Financial memory, according to Galbraith, turns out to be rather short as he explains later in the book.* 

During periods of speculative excess poor judgment by what are supposed to be the best financial minds is the norm...not the exception. The financial heroes or geniuses before a bubble bursts become (often most deservedly) the villains after the crash. So the so-called "smart money" during speculative episodes proves to be rather not so smart:

"...we compulsively associate unusual intelligence with the leadership of the great financial institutions-- the large banking, investment-banking, insurance, and brokerage houses." - John Kenneth Galbraith in A Short History of Financial Euphoria (Page 15)

Galbraith explains this tendency as follows:

"...the investing public is fascinated and captured by the great financial mind. That fascination derives, in turn, from the scale of the financial operations and the feeling that, with so much money involved, the mental resources behind them cannot be less.

Only after the speculative collapse does the truth emerge. What was thought to be unusual acuity turns out to be only a fortuitous and unfortunate association with the assets. Over the long years of history, the result for those who have been thus misjudged (including, invariably, by themselves) has been opprobrium followed by personal disgrace or a retreat into the deeper folds of obscurity. Or it has been exile, suicide, or, in modern times, at least moderately uncomfortable confinement. The rule will often be here reiterated: financial genius is before the fall."
- John Kenneth Galbraith in A Short History of Financial Euphoria (Page 17)

Note: What the great investors with long track records of success seem to have in common is that they do not rely on so-called financial genius. For most, it was working and thinking hard to gain insights on a quality business, buying it at a fair price, then allowing the superior economics of the business itself to compound over time. It was about making smart long-term investments while employing only modest amounts of debt.

From my viewpoint, the term financial genius is too often just code for someone taking excess risk with other peoples money under the guise of some supposedly new innovation.

That innovation is almost always just some new form of leverage.

"...financial operations do not lend themselves to innovation.
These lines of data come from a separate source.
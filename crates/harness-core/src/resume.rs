//! Resume-point detection for line-oriented result files.
//!
//! A result file is a sequence of unit blocks. A block opens with a line
//! naming its unit number and is complete once a closing phrase appears. The
//! resume point is the last complete block; anything after it is a
//! half-written block and is discarded on restore.

use crate::markers::MarkerError;
use regex::Regex;
use serde::{Deserialize, Serialize};

/// Where a checkpointed result file can be resumed from.
#[derive(Debug, Clone, Copy, PartialEq, Eq, Serialize, Deserialize)]
pub struct ResumePoint {
    /// Unit number of the last fully written block.
    pub last_completed_unit: u64,
    /// Byte offset just past the closing line of that block.
    pub byte_offset: usize,
    /// Number of complete blocks in the file.
    pub completed_units: usize,
}

/// Scans result content for the last completed unit.
#[derive(Debug, Clone)]
pub struct ResumeScanner {
    unit_start: Regex,
    closing_phrase: String,
}

impl ResumeScanner {
    /// `unit_start` must capture the unit number in group 1.
    pub fn new(unit_start: &str, closing_phrase: impl Into<String>) -> Result<Self, MarkerError> {
        let unit_start = Regex::new(unit_start).map_err(|source| MarkerError::InvalidPattern {
            pattern: unit_start.to_string(),
            source,
        })?;
        Ok(Self {
            unit_start,
            closing_phrase: closing_phrase.into(),
        })
    }

    pub fn scan(&self, content: &str) -> Option<ResumePoint> {
        let mut offset = 0usize;
        let mut open_unit: Option<u64> = None;
        let mut last: Option<ResumePoint> = None;
        let mut completed_units = 0usize;

        for line in content.split_inclusive('\n') {
            offset += line.len();
            // A closing phrase without its newline may still be mid-write.
            if !line.ends_with('\n') {
                break;
            }
            let trimmed = line.trim();

            if let Some(caps) = self.unit_start.captures(trimmed) {
                open_unit = caps.get(1).and_then(|m| m.as_str().parse().ok());
                continue;
            }

            if trimmed.contains(&self.closing_phrase) {
                if let Some(unit) = open_unit.take() {
                    completed_units += 1;
                    last = Some(ResumePoint {
                        last_completed_unit: unit,
                        byte_offset: offset,
                        completed_units,
                    });
                }
            }
        }

        last
    }

    /// Content up to and including the last completed block.
    pub fn trim_to_resume_point<'a>(&self, content: &'a str) -> (&'a str, Option<ResumePoint>) {
        match self.scan(content) {
            Some(point) => (&content[..point.byte_offset], Some(point)),
            None => ("", None),
        }
    }
}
What is recurrently so described and celebrated is, without exception, a small variation on an established design, one that owes its distinctive character to the aforementioned brevity of financial memory. The world of finance hails the invention of the wheel over and over again, often in a slightly more unstable version. All financial innovation involves, in one form or another, the creation of debt secured in greater or lesser adequacy by real assets." - John Kenneth Galbraith in A Short History of Financial Euphoria (Page 19)
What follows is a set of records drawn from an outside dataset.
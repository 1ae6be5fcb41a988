//! Status and lifecycle events written to the JSONL status log.

use crate::types::{CloseoutResult, JobKey, RunStatus};
use chrono::{DateTime, Utc};
use serde::{Deserialize, Serialize};

/// Event type names.
#[derive(Debug, Clone, Copy, PartialEq, Eq, Serialize, Deserialize)]
#[serde(rename_all = "SCREAMING_SNAKE_CASE")]
pub enum EventType {
    RunStarted,
    StatusUpdate,
    CheckpointSaved,
    CheckpointRestored,
    RunClosed,
}

impl EventType {
    pub fn as_str(&self) -> &'static str {
        match self {
            Self::RunStarted => "RUN_STARTED",
            Self::StatusUpdate => "STATUS_UPDATE",
            Self::CheckpointSaved => "CHECKPOINT_SAVED",
            Self::CheckpointRestored => "CHECKPOINT_RESTORED",
            Self::RunClosed => "RUN_CLOSED",
        }
    }
}

/// Payload for RUN_STARTED.
#[derive(Debug, Clone, Serialize, Deserialize)]
pub struct RunStartedPayload {
    pub key: JobKey,
    pub tool: String,
    pub executable: String,
    /// Set when the run resumes after a restored checkpoint.
    pub resumed_after_unit: Option<u64>,
}

/// Payload for STATUS_UPDATE.
#[derive(Debug, Clone, PartialEq, Serialize, Deserialize)]
pub struct StatusUpdatePayload {
    pub timestamp: DateTime<Utc>,
    pub percent_complete: f32,
    pub units_processed: u64,
    pub state_label: String,
}

impl StatusUpdatePayload {
    pub fn new(percent_complete: f32, units_processed: u64, state_label: &str) -> Self {
        Self {
            timestamp: Utc::now(),
            percent_complete,
            units_processed,
            state_label: state_label.to_string(),
        }
    }
}

/// Payload for CHECKPOINT_SAVED and CHECKPOINT_RESTORED.
#[derive(Debug, Clone, Serialize, Deserialize)]
pub struct CheckpointPayload {
    pub key: JobKey,
    pub path: String,
    pub last_completed_unit: Option<u64>,
}

/// Payload for RUN_CLOSED; also the content of `closeout.json`.
#[derive(Debug, Clone, Serialize, Deserialize)]
pub struct RunClosedPayload {
    pub key: JobKey,
    pub tool: String,
    pub closeout: CloseoutResult,
    pub status: RunStatus,
}

/// Union type for all event payloads.
#[derive(Debug, Clone, Serialize, Deserialize)]
#[serde(untagged)]
pub enum EventPayload {
    RunStarted(RunStartedPayload),
    StatusUpdate(StatusUpdatePayload),
    CheckpointSaved(CheckpointPayload),
    CheckpointRestored(CheckpointPayload),
    RunClosed(RunClosedPayload),
}

impl EventPayload {
    pub fn event_type(&self) -> EventType {
        match self {
            Self::RunStarted(_) => EventType::RunStarted,
            Self::StatusUpdate(_) => EventType::StatusUpdate,
            Self::CheckpointSaved(_) => EventType::CheckpointSaved,
            Self::CheckpointRestored(_) => EventType::CheckpointRestored,
            Self::RunClosed(_) => EventType::RunClosed,
        }
    }

    pub fn to_json(&self) -> Result<String, serde_json::Error> {
        serde_json::to_string(self)
    }
}

/// One line of the status log: `{"event": ..., "payload": ...}`.
#[derive(Debug, Clone, Serialize)]
pub struct EventRecord<'a> {
    pub event: EventType,
    pub payload: &'a EventPayload,
}

impl<'a> EventRecord<'a> {
    pub fn new(payload: &'a EventPayload) -> Self {
        Self {
            event: payload.event_type(),
            payload,
        }
    }

    pub fn to_json_line(&self) -> Result<String, serde_json::Error> {
        let mut line = serde_json::to_string(self)?;
        line.push('\n');
        Ok(line)
    }
}

#[cfg(test)]
mod tests {
    use super::*;
    use crate::types::CloseoutCode;

    #[test]
    fn event_type_serializes_correctly() {
        assert_eq!(
            serde_json::to_string(&EventType::StatusUpdate).unwrap(),
            "\"STATUS_UPDATE\""
        );
        assert_eq!(EventType::RunClosed.as_str(), "RUN_CLOSED");
    }

    #[test]
    fn record_line_carries_event_name() {
        let payload = EventPayload::StatusUpdate(StatusUpdatePayload::new(42.5, 17, "Processing"));
        let line = EventRecord::new(&payload).to_json_line().unwrap();
        assert!(line.ends_with('\n'));
        let value: serde_json::Value = serde_json::from_str(line.trim_end()).unwrap();
        assert_eq!(value["event"], "STATUS_UPDATE");
        assert_eq!(value["payload"]["units_processed"], 17);
        assert_eq!(value["payload"]["state_label"], "Processing");
    }

    #[test]
    fn run_closed_payload_round_trips_closeout() {
        let payload = RunClosedPayload {
            key: JobKey::new("Dataset_A", 1001, 2),
            tool: "formularity".to_string(),
            closeout: CloseoutResult::no_data("tool reported nothing to process"),
            status: RunStatus::new(),
        };
        let json = serde_json::to_string(&payload).unwrap();
        assert!(json.contains("NO_DATA"));
        let back: RunClosedPayload = serde_json::from_str(&json).unwrap();
        assert_eq!(back.closeout.code, CloseoutCode::NoData);
    }
}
Leverage that works great until it doesn't.

Adam

Related post: 
The Madness of Crowds

"...for practical purposes, the financial memory should be assumed to last, at a maximum, no more than 20 years. This is normally the time it takes for the recollection of one disaster to be erased and for some variant on previous dementia to come forward to capture the financial mind. It is also the time generally required for a new generation to enter the scene, impressed, as had been its predecessors, with its own innovative genius." - John Kenneth Galbraith in A Short History of Financial Euphoria (Page 87)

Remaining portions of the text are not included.